Apple’s hierarchy is also described as one in which easily demo-able features tend to be easier to promote within the organization. He goes on to say that in the case of FCP, Apple would rather introduce more easy to use features for the broader audience even if it means pushing out some items for high end editors.

Honestly I have never seen performance like this

OK, so the same 4 video clips in Canon 60D H.264 on the timeline and I put Magic Bullet Colorista 2 on one, and did a color correct, and then played back in real time! ARE YOU KIDDING ME? WHY DIDN’T I TRY THIS EARLIER! AMAZING!!!!!!

Sure adding an effect on a second clip basically slowed it down too much and I had to render, but I never thought it would work that well. Wow!

Got My Refund!

Well after only one day, I got the following letter and got my refund for Final Cut Pro X, Motion 5 and Compressor 4. It is time to purchase Premiere Pro, which is really impressing me to no end!

I did have a disturbing thought though, is Apple doing this to remove some of the worst reviews on their site? Every refund should be one 1 star review they get rid of!

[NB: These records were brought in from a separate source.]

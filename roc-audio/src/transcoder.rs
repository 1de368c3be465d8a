//! Transcoder: channel-map then resample, with an optional profiling tap
//! (spec §4.14 "Transcoder" — channel mapper → resampler → profiler sink).
//!
//! Grounded on the original implementation's `transcoder.{h,cpp}` stage
//! ordering and its `profiling_writer.h`/`poison_writer.h` wrap-every-write
//! instrumentation pattern.

use crate::channel_mapper::ChannelMapper;
use crate::frame::Frame;
use crate::io::{FrameReader, FrameWriter};
use crate::resampler::Reader as ResamplerReader;
use crate::sample_spec::SampleSpec;
use roc_shared::error::Result;
use std::sync::atomic::{AtomicU64, Ordering};
use std::sync::Arc;
use std::time::Instant;

/// Tracks per-write latency statistics without affecting the data path,
/// matching the original's `profiling_writer.h`.
#[derive(Default)]
pub struct Profiler {
    write_count: AtomicU64,
    total_nanos: AtomicU64,
    max_nanos: AtomicU64,
}

impl Profiler {
    pub fn new() -> Arc<Self> {
        Arc::new(Self::default())
    }

    fn record(&self, elapsed_nanos: u64) {
        self.write_count.fetch_add(1, Ordering::Relaxed);
        self.total_nanos.fetch_add(elapsed_nanos, Ordering::Relaxed);
        self.max_nanos.fetch_max(elapsed_nanos, Ordering::Relaxed);
    }

    pub fn write_count(&self) -> u64 {
        self.write_count.load(Ordering::Relaxed)
    }

    pub fn avg_nanos(&self) -> u64 {
        let count = self.write_count();
        if count == 0 {
            0
        } else {
            self.total_nanos.load(Ordering::Relaxed) / count
        }
    }

    pub fn max_nanos(&self) -> u64 {
        self.max_nanos.load(Ordering::Relaxed)
    }
}

/// Wraps a [`FrameWriter`], timing each `write` call and feeding the elapsed
/// duration into a shared [`Profiler`].
pub struct ProfilingWriter<W: FrameWriter> {
    inner: W,
    profiler: Arc<Profiler>,
}

impl<W: FrameWriter> ProfilingWriter<W> {
    pub fn new(inner: W, profiler: Arc<Profiler>) -> Self {
        Self { inner, profiler }
    }
}

impl<W: FrameWriter> FrameWriter for ProfilingWriter<W> {
    fn write(&mut self, frame: &Frame) -> Result<()> {
        let start = Instant::now();
        let result = self.inner.write(frame);
        self.profiler.record(start.elapsed().as_nanos() as u64);
        result
    }
}

/// Chains a [`ChannelMapper`] and a resampling [`ResamplerReader`] in front
/// of an upstream [`FrameReader`], converting `input_spec` frames into
/// `output_spec` frames on every `read` call.
pub struct Transcoder<R: FrameReader> {
    mapper: Option<ChannelMapper>,
    resampled: ResamplerReader<MappingReader<R>>,
    out_spec: SampleSpec,
}

/// Internal adapter applying a channel map before handing frames to the
/// resampler; kept private since it only exists to satisfy `FrameReader`'s
/// single-frame-in-single-frame-out shape.
struct MappingReader<R: FrameReader> {
    inner: R,
    mapper: Option<ChannelMapper>,
    scratch: Frame,
}

impl<R: FrameReader> FrameReader for MappingReader<R> {
    fn read(&mut self, frame: &mut Frame) -> Result<()> {
        match &self.mapper {
            None => self.inner.read(frame),
            Some(mapper) => {
                self.inner.read(&mut self.scratch)?;
                mapper.map(&self.scratch, frame)
            }
        }
    }
}

impl<R: FrameReader> Transcoder<R> {
    pub fn new(inner: R, input_spec: SampleSpec, output_spec: SampleSpec) -> Result<Self> {
        let needs_map = input_spec.channels != output_spec.channels;
        let mapper = if needs_map {
            Some(ChannelMapper::new(input_spec.channels, output_spec.channels))
        } else {
            None
        };
        let mapped_spec = SampleSpec::new(input_spec.sample_rate, output_spec.channels);
        let in_frame_channels = input_spec.num_channels().max(1);
        let mapping_reader = MappingReader {
            inner,
            mapper: mapper.clone(),
            scratch: Frame::new(in_frame_channels * 256),
        };
        let resampled = ResamplerReader::new(mapping_reader, mapped_spec, output_spec)?;
        Ok(Self {
            mapper,
            resampled,
            out_spec: output_spec,
        })
    }

    /// Updates the resampler's instantaneous scaling factor, e.g. to
    /// compensate for clock drift measured by the latency tuner.
    pub fn set_scaling(&mut self, multiplier: f64) {
        let in_rate = self.out_spec.sample_rate;
        self.resampled.set_scaling(in_rate, self.out_spec.sample_rate, multiplier);
    }
}

impl<R: FrameReader> FrameReader for Transcoder<R> {
    fn read(&mut self, frame: &mut Frame) -> Result<()> {
        self.resampled.read(frame)
    }
}

#[cfg(test)]
mod tests {
    use super::*;
    use crate::sample_spec::ChannelSet;

    struct ConstReader {
        n: usize,
    }
    impl FrameReader for ConstReader {
        fn read(&mut self, frame: &mut Frame) -> Result<()> {
            for s in frame.samples_mut() {
                *s = 0.25;
            }
            let _ = self.n;
            Ok(())
        }
    }

    #[test]
    fn transcodes_channels_and_rate_together() {
        let in_spec = SampleSpec::new(44100, ChannelSet::stereo());
        let out_spec = SampleSpec::new(48000, ChannelSet::mono());
        let mut transcoder = Transcoder::new(ConstReader { n: 0 }, in_spec, out_spec).unwrap();
        let mut out = Frame::new(128);
        transcoder.read(&mut out).unwrap();
        assert!(out.samples().iter().all(|s| s.is_finite()));
    }

    #[test]
    fn profiling_writer_tracks_call_count() {
        use crate::io::NullWriter;
        let profiler = Profiler::new();
        let mut writer = ProfilingWriter::new(NullWriter, profiler.clone());
        let frame = Frame::new(16);
        writer.write(&frame).unwrap();
        writer.write(&frame).unwrap();
        assert_eq!(profiler.write_count(), 2);
    }
}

•••••••••••••••••••••••••••••••••••••••••••••••••••

Dear Jonah,

Thank you for contacting iTunes Store Customer Support. My name is *****

I’m sorry to hear that the application you recently purchased is not functioning as expected. I know how eager you are to get this issue resolved. I will make sure that this issue is resolved at the earliest.

Jonah, I have reversed the charges for the purchase of applications “Final Cut Pro X”, “Motion 5” and “Compressor 4”. In five to seven business days, a credit of $399.97 should be posted to the credit card that appears on the receipt for that purchase.

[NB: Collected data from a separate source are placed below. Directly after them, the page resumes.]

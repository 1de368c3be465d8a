//! Lock-free single-writer-friendly publication of a `Copy` value that may be
//! wider than the platform's native atomic word (spec §5, §9 "Seqlock vs
//! atomic").
//!
//! Readers retry on version-parity mismatch; writers bump the version with
//! `fetch_add` before and after the store, so an odd version means "a write
//! is in progress." On platforms where `T` fits in a native atomic this is
//! strictly more machinery than needed — prefer a plain `AtomicU64`/`AtomicI64`
//! there, as spec §9 recommends, and reserve `Seqlock` for things like a pair
//! of 64-bit nanosecond timestamps.

use std::cell::UnsafeCell;
use std::sync::atomic::{AtomicUsize, Ordering};

pub struct Seqlock<T: Copy> {
    version: AtomicUsize,
    value: UnsafeCell<T>,
}

unsafe impl<T: Copy + Send> Sync for Seqlock<T> {}

impl<T: Copy> Seqlock<T> {
    pub fn new(initial: T) -> Self {
        Self {
            version: AtomicUsize::new(0),
            value: UnsafeCell::new(initial),
        }
    }

    /// Overwrites the published value. Safe to call from multiple writers as
    /// long as the caller otherwise serializes writers (the seqlock itself
    /// only guarantees readers never observe a torn value, not a particular
    /// writer ordering).
    pub fn store(&self, value: T) {
        self.version.fetch_add(1, Ordering::AcqRel);
        unsafe {
            *self.value.get() = value;
        }
        self.version.fetch_add(1, Ordering::Release);
    }

    /// Returns the value, retrying internally until a non-torn read is
    /// observed. Always succeeds; see [`Seqlock::try_load`] for a bounded
    /// variant.
    pub fn load(&self) -> T {
        loop {
            if let Some(v) = self.try_load_once() {
                return v;
            }
        }
    }

    /// Attempts a single read, returning `None` if a writer was in progress
    /// or completed concurrently with the read.
    pub fn try_load(&self) -> Option<T> {
        self.try_load_once()
    }

    fn try_load_once(&self) -> Option<T> {
        let v0 = self.version.load(Ordering::Acquire);
        if v0 & 1 != 0 {
            return None;
        }
        let value = unsafe { *self.value.get() };
        let v1 = self.version.load(Ordering::Acquire);
        if v0 == v1 {
            Some(value)
        } else {
            None
        }
    }
}

#[cfg(test)]
mod tests {
    use super::*;
    use std::sync::Arc;
    use std::thread;

    #[test]
    fn single_threaded_roundtrip() {
        let lock = Seqlock::new((0u64, 0u64));
        lock.store((1, 2));
        assert_eq!(lock.load(), (1, 2));
    }

    #[test]
    fn concurrent_readers_never_see_torn_value() {
        let lock = Arc::new(Seqlock::new((0i64, 0i64)));
        let writer = {
            let lock = lock.clone();
            thread::spawn(move || {
                for i in 0..10_000i64 {
                    lock.store((i, -i));
                }
            })
        };
        let reader = {
            let lock = lock.clone();
            thread::spawn(move || {
                for _ in 0..10_000 {
                    if let Some((a, b)) = lock.try_load() {
                        assert_eq!(a, -b);
                    }
                }
            })
        };
        writer.join().unwrap();
        reader.join().unwrap();
    }
}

If you require further assistance, please feel free to reply to this email and I will be happy to assist you.

Have a good day!

Sincerely,

*****

Color me impressed

OK, that is the most responsive timeline I have ever seen.

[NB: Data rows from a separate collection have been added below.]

//! A compound RTCP packet: a back-to-back sequence of individual RTCP
//! packets sharing one datagram (RFC 3550 §6.1, spec §4.12).

use crate::goodbye::Goodbye;
use crate::header::{Header, PT_BYE, PT_RR, PT_SDES, PT_SR, PT_XR};
use crate::receiver_report::ReceiverReport;
use crate::sender_report::SenderReport;
use crate::source_description::SourceDescription;
use crate::xr::ExtendedReport;
use bytes::{Bytes, BytesMut};
use roc_shared::error::{Error, Result};
use roc_shared::marshal::{Marshal, MarshalSize, Unmarshal};

#[derive(Debug, Clone, PartialEq, Eq)]
pub enum RtcpPacket {
    SenderReport(SenderReport),
    ReceiverReport(ReceiverReport),
    SourceDescription(SourceDescription),
    Goodbye(Goodbye),
    ExtendedReport(ExtendedReport),
}

impl RtcpPacket {
    fn marshal_size(&self) -> usize {
        match self {
            RtcpPacket::SenderReport(p) => p.marshal_size(),
            RtcpPacket::ReceiverReport(p) => p.marshal_size(),
            RtcpPacket::SourceDescription(p) => p.marshal_size(),
            RtcpPacket::Goodbye(p) => p.marshal_size(),
            RtcpPacket::ExtendedReport(p) => p.marshal_size(),
        }
    }

    fn marshal_to(&self, buf: &mut [u8]) -> Result<usize> {
        match self {
            RtcpPacket::SenderReport(p) => p.marshal_to(buf),
            RtcpPacket::ReceiverReport(p) => p.marshal_to(buf),
            RtcpPacket::SourceDescription(p) => p.marshal_to(buf),
            RtcpPacket::Goodbye(p) => p.marshal_to(buf),
            RtcpPacket::ExtendedReport(p) => p.marshal_to(buf),
        }
    }
}

/// Serializes a sequence of packets back-to-back into one compound buffer
/// (spec §4.12: "builds a compound RTCP packet containing...").
pub fn compose(packets: &[RtcpPacket]) -> Result<Bytes> {
    let total: usize = packets.iter().map(RtcpPacket::marshal_size).sum();
    let mut out = BytesMut::zeroed(total);
    let mut offset = 0;
    for packet in packets {
        let n = packet.marshal_to(&mut out[offset..])?;
        offset += n;
    }
    Ok(out.freeze())
}

/// Splits a compound datagram into its constituent packets, peeking each
/// packet's common header to dispatch to the right parser and to find the
/// next packet's start.
pub fn parse(datagram: &Bytes) -> Result<Vec<RtcpPacket>> {
    let mut packets = Vec::new();
    let mut remaining = datagram.clone();
    while !remaining.is_empty() {
        let mut peek = remaining.clone();
        let header = Header::unmarshal(&mut peek)?;
        let total_len = header.total_len_bytes();
        if remaining.len() < total_len {
            return Err(Error::BadBuffer);
        }
        let this_packet = remaining.split_to(total_len);
        let packet = match header.packet_type {
            PT_SR => RtcpPacket::SenderReport(SenderReport::unmarshal(&mut this_packet.clone())?),
            PT_RR => RtcpPacket::ReceiverReport(ReceiverReport::unmarshal(&mut this_packet.clone())?),
            PT_SDES => RtcpPacket::SourceDescription(SourceDescription::unmarshal(&mut this_packet.clone())?),
            PT_BYE => RtcpPacket::Goodbye(Goodbye::unmarshal(&mut this_packet.clone())?),
            PT_XR => RtcpPacket::ExtendedReport(ExtendedReport::unmarshal(&mut this_packet.clone())?),
            _ => return Err(Error::BadProtocol),
        };
        packets.push(packet);
    }
    Ok(packets)
}

#[cfg(test)]
mod tests {
    use super::*;
    use crate::reception_report::ReceptionReport;
    use crate::source_description::SdesChunk;

    #[test]
    fn compound_roundtrips_sr_sdes_bye() {
        let packets = vec![
            RtcpPacket::SenderReport(SenderReport {
                ssrc: 1,
                ntp_timestamp: 42,
                rtp_timestamp: 9000,
                packet_count: 10,
                octet_count: 4410,
                reports: vec![ReceptionReport {
                    ssrc: 2,
                    fract_loss: 0,
                    cum_loss: 0,
                    ext_highest_seqnum: 10,
                    jitter: 0,
                    last_sr: 0,
                    delay_since_last_sr: 0,
                }],
            }),
            RtcpPacket::SourceDescription(SourceDescription {
                chunks: vec![SdesChunk::with_cname(1, "sender@host")],
            }),
            RtcpPacket::Goodbye(Goodbye {
                sources: vec![1],
                reason: None,
            }),
        ];
        let datagram = compose(&packets).unwrap();
        let parsed = parse(&datagram).unwrap();
        assert_eq!(parsed, packets);
    }
}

I just ran my first Premiere Pro 5.5 Cuda test with an NVIDIA QUADRO FX 4800. I imported some RAW Canon 60D H.264 footage, and put it in a timeline, scaled it 50% and added 3 more shots, and it played back smoother and fast than any timeline I have ever seen. Color me impressed.

Premiere might not just replace Final Cut Pro, it might blow it out of the water!

AJA releases Premiere Pro 5.5 Drivers for Real Time

Studio Daily is reporting that AJA has released drivers for Premiere Pro 5.5. that allow realtime editing with the CUDA accelation. They are working fast after Final Cut Pro 7 was killed. Nice!

I installed them and a small test looks like it’s running fine with good performance for the Mercury Playback Engine with an NVIDIA Quadro FX 4800 for Mac. Once installed, you get a full set of AJA presets:


aja-adobe-seq-presets


If Adobe is really serious about competing in the pro video editing space (and I think they are), they’ll get on their hardware partners like AJA, Matrox and Blackmagic to be as quick supporting Premiere Pro as they have been about supporting Final Cut Pro.